Immunophenotyping is done by flow cytometry to identify protein markers on the surface of myeloma cells. Immunophenotyping is used to determine both stringent complete response (sCR) and minimal residual disease (MRD), which indicates a near total eradication of myeloma cells.

The Next Generation Flow cytometry test was developed and funded by the IMF Black Swan Research Initiative to detect minimal residual disease. NGF is sensitive enough to detect one myeloma cell among every one million plasma cells sampled from the bone marrow.

Cytogenetics, also known as Karyotyping

Standard cytogenetics (karyotyping) is the assessment of the chromosomes in a cell's nucleus during cell division. Cytogenetics is also called karyotyping because a karyotype is the number and appearance of chromosomes in a cell's nucleus.

This test is routinely performed on the bone marrow of newly diagnosed myeloma patients and is sometimes repeated after treatment, especially after high-dose therapy with stem cell rescue (autologous stem cell transplant). Cytogenetics testing is performed along with FISH (discussed next), mainly to determine if there is loss of chromosome 13 during myeloma cell division. Loss of chromosome 13 can be detected better with cytogenetics than with FISH. Loss of chromosome 13 is usually an indication that other genetic abnormalities are present in the myeloma cells.

Fluorescence In-Situ Hybridisation (FISH)

FISH provides a way to map the genetic material, including genes and portions of genes, found in the myeloma cells. This helps us understand a variety of genetic mutations that indicate a patient’s risk status.

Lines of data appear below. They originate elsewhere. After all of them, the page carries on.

// Main entry point for the Luna API server

use std::sync::Arc;

use anyhow::{Context, Result};
use luna_core::{server::build_app, Config};
use luna_core::domains::auth::SessionService;
use sqlx::postgres::PgPoolOptions;
use tracing_subscriber::{layer::SubscriberExt, util::SubscriberInitExt};

#[tokio::main]
async fn main() -> Result<()> {
    // Initialize logging
    tracing_subscriber::registry()
        .with(
            tracing_subscriber::EnvFilter::try_from_default_env()
                .unwrap_or_else(|_| "info,luna_core=debug,sqlx=warn".into()),
        )
        .with(tracing_subscriber::fmt::layer())
        .init();

    tracing::info!("Starting Luna API");

    // Load configuration
    let config = Config::from_env().context("Failed to load configuration")?;
    tracing::info!("Configuration loaded");

    // Connect to database
    tracing::info!("Connecting to database...");
    let pool = PgPoolOptions::new()
        .max_connections(10)
        .connect(&config.database_url)
        .await
        .context("Failed to connect to database")?;
    tracing::info!("Database connected");

    // Run migrations
    tracing::info!("Running database migrations...");
    sqlx::migrate!("./migrations")
        .run(&pool)
        .await
        .context("Failed to run migrations")?;
    tracing::info!("Migrations complete");

    // Build application
    let sessions = Arc::new(SessionService::new(
        &config.token_secret,
        config.token_issuer.clone(),
    ));
    let app = build_app(
        pool,
        sessions,
        config.environment,
        config.allowed_origins.clone(),
    );

    // Start server
    let addr = format!("0.0.0.0:{}", config.port);
    tracing::info!("Starting server on {}", addr);
    tracing::info!("Health check: http://localhost:{}/health", config.port);

    let listener = tokio::net::TcpListener::bind(&addr)
        .await
        .context("Failed to bind to address")?;

    axum::serve(listener, app)
        .await
        .context("Server error")?;

    Ok(())
}
use serde::{Deserialize, Serialize};

use crate::domains::teams::models::Team;

#[derive(Debug, Clone, Serialize, Deserialize)]
pub struct TeamData {
    pub id: String,
    pub created_by: String,
    pub name: String,
    pub created_at: String,
}

impl From<Team> for TeamData {
    fn from(team: Team) -> Self {
        Self {
            id: team.id.to_string(),
            created_by: team.created_by.to_string(),
            name: team.name,
            created_at: team.created_at.to_rfc3339(),
        }
    }
}
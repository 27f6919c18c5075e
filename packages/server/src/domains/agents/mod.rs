//! Agent domain - user-owned AI agents and their conversation messages.
//!
//! Messages have no identity of their own: every access path authorizes the
//! parent agent first.

pub mod actions;
pub mod data;
pub mod models;

pub use data::{AgentData, MessageData};
pub use models::agent::Agent;
pub use models::message::{Message, MessageRole};
use anyhow::Result;
use chrono::{DateTime, Utc};
use sqlx::PgPool;

use crate::common::{TeamId, UserId};

/// Team model - SQL persistence layer.
#[derive(sqlx::FromRow, Debug, Clone)]
pub struct Team {
    pub id: TeamId,
    pub created_by: UserId,
    pub name: String,
    pub created_at: DateTime<Utc>,
}

impl Team {
    /// Insert a new team. The accompanying admin membership is the caller's
    /// responsibility (see `actions::create_team`).
    pub async fn create(created_by: UserId, name: String, pool: &PgPool) -> Result<Self> {
        sqlx::query_as::<_, Self>(
            "INSERT INTO teams (id, created_by, name)
             VALUES ($1, $2, $3)
             RETURNING *",
        )
        .bind(TeamId::new())
        .bind(created_by)
        .bind(name)
        .fetch_one(pool)
        .await
        .map_err(Into::into)
    }

    /// Find a team by id, with no access scoping. Callers authorize first.
    pub async fn find_by_id(id: TeamId, pool: &PgPool) -> Result<Option<Self>> {
        sqlx::query_as::<_, Self>("SELECT * FROM teams WHERE id = $1")
            .bind(id)
            .fetch_optional(pool)
            .await
            .map_err(Into::into)
    }

    /// Teams created by a user, newest first.
    pub async fn find_by_creator(user_id: UserId, pool: &PgPool) -> Result<Vec<Self>> {
        sqlx::query_as::<_, Self>(
            "SELECT * FROM teams WHERE created_by = $1 ORDER BY created_at DESC",
        )
        .bind(user_id)
        .fetch_all(pool)
        .await
        .map_err(Into::into)
    }

    /// Teams where the user holds a membership record, newest first.
    pub async fn find_by_membership(user_id: UserId, pool: &PgPool) -> Result<Vec<Self>> {
        sqlx::query_as::<_, Self>(
            "SELECT t.* FROM teams t
             JOIN team_members m ON m.team_id = t.id
             WHERE m.user_id = $1
             ORDER BY t.created_at DESC",
        )
        .bind(user_id)
        .fetch_all(pool)
        .await
        .map_err(Into::into)
    }

    /// Replace the mutable fields of a team, scoped to its creator.
    pub async fn update_owned(
        id: TeamId,
        user_id: UserId,
        name: String,
        pool: &PgPool,
    ) -> Result<Option<Self>> {
        sqlx::query_as::<_, Self>(
            "UPDATE teams SET name = $3 WHERE id = $1 AND created_by = $2 RETURNING *",
        )
        .bind(id)
        .bind(user_id)
        .bind(name)
        .fetch_optional(pool)
        .await
        .map_err(Into::into)
    }

    /// Delete a team, scoped to its creator. Memberships go with it.
    pub async fn delete_owned(id: TeamId, user_id: UserId, pool: &PgPool) -> Result<Option<TeamId>> {
        sqlx::query_scalar::<_, TeamId>(
            "DELETE FROM teams WHERE id = $1 AND created_by = $2 RETURNING id",
        )
        .bind(id)
        .bind(user_id)
        .fetch_optional(pool)
        .await
        .map_err(Into::into)
    }
}
use serde::Deserialize;
use sqlx::PgPool;

use crate::common::{ApiError, Identity, WorkspaceId};
use crate::domains::workspaces::models::Workspace;
use crate::domains::workspaces::WorkspaceData;

#[derive(Debug, Deserialize)]
pub struct UpdateWorkspaceInput {
    #[serde(default)]
    pub name: String,
}

/// Replace the mutable fields of an owned workspace.
///
/// A workspace that does not exist and one owned by someone else are the
/// same `NotFound`.
pub async fn update_workspace(
    identity: &Identity,
    id: WorkspaceId,
    input: UpdateWorkspaceInput,
    pool: &PgPool,
) -> Result<WorkspaceData, ApiError> {
    if input.name.trim().is_empty() {
        return Err(ApiError::validation("name is required"));
    }

    let workspace = Workspace::update_owned(id, identity.user_id, input.name, pool)
        .await?
        .ok_or(ApiError::NotFound)?;

    Ok(WorkspaceData::from(workspace))
}
//! Auth domain actions - registration, login, and session queries.

mod login;
mod queries;
mod register;

pub use login::{login, LoginInput, LoginOutcome};
pub use queries::current_user;
pub use register::{register, RegisterInput};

FISH demonstrates the movement of genetic material from one chromosome to another (translocations) and/or the absence of genetic material on chromosomes (deletions). Certain deletions and translocations are known to be signs of myeloma that is more aggressive (high-risk multiple myeloma). These high-risk mutations include the following:

  • Translocation (4;14), which is movement of gene segments from chromosome 4 to 14.
  • Deletion 17p, which is the loss of the short arm (top part) of chromosome 17, which is where a major tumor suppressor gene (the p53 gene) is located..
  • Translocation (14;16), which is movement of gene segments from chromosomes 14 to 16.
  • 1q+, which is the addition of an extra long arm (bottom part) of chromosome 1.

Gene Expression Profiling (GEP)

GEP is performed on RNA extracted from myeloma cells. The genes present in the RNA are then probed on a special computer chip to provide a global picture of disease biology. GEP is used to identify the dominant clone at any particular time in a patient’s disease course and to classify myeloma into different molecular subgroups, buts its most important function has been to identify the gene expression profile of patients with high-risk myeloma.

GEP does not provide information about non-dominant disease clones or about “driver” genetic mutations that allow the myeloma to grow and develop in new areas of the body. Different institutions have developed different GEP high-risk expression profiles that have not yet been standardized. GEP is not widely available.